RECORDS SHOWN ▸
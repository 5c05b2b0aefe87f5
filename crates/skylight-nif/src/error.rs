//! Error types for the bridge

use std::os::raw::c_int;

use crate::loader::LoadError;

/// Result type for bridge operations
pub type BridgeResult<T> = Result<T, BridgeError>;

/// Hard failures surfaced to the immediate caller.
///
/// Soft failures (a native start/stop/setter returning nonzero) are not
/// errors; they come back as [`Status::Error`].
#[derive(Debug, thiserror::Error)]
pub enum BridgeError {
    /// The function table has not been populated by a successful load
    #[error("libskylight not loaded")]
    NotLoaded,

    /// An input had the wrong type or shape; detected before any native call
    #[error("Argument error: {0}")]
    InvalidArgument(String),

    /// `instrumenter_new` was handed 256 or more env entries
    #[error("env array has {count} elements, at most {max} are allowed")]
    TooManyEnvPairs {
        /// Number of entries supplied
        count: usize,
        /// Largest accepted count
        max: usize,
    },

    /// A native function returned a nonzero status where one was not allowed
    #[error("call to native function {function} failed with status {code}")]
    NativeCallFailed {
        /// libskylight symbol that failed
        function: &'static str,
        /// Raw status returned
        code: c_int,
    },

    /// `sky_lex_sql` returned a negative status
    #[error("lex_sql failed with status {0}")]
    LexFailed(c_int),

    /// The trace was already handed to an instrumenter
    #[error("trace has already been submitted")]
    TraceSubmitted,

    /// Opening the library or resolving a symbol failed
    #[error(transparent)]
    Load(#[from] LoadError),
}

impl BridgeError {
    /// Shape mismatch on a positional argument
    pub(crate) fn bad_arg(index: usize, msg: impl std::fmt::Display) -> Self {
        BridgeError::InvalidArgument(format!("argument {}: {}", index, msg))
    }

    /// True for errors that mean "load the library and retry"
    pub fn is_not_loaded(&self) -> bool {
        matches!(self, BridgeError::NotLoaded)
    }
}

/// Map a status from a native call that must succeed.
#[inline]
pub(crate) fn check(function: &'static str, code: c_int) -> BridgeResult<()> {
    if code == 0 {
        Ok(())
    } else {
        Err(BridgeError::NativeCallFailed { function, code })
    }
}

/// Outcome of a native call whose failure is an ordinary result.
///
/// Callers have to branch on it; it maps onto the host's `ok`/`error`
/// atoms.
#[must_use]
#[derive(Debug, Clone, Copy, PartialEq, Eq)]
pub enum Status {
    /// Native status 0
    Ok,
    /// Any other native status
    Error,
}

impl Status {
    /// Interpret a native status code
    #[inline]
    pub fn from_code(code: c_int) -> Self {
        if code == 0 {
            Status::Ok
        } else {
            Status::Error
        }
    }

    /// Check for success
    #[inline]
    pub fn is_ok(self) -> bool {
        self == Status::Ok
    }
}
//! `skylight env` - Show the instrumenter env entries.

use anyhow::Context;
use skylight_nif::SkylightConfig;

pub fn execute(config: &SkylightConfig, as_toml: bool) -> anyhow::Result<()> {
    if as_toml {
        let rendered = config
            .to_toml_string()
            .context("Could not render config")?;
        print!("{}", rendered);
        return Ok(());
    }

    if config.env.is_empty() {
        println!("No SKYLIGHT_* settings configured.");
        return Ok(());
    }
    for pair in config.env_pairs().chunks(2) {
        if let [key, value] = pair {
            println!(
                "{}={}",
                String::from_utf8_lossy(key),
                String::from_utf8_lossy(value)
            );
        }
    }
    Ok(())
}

DIRECTIONS ▸ Each line above where the word "impl" occurs should be returned in full.

EXERCISE OUTPUT ▸
impl BridgeError {
    pub(crate) fn bad_arg(index: usize, msg: impl std::fmt::Display) -> Self {
impl Status {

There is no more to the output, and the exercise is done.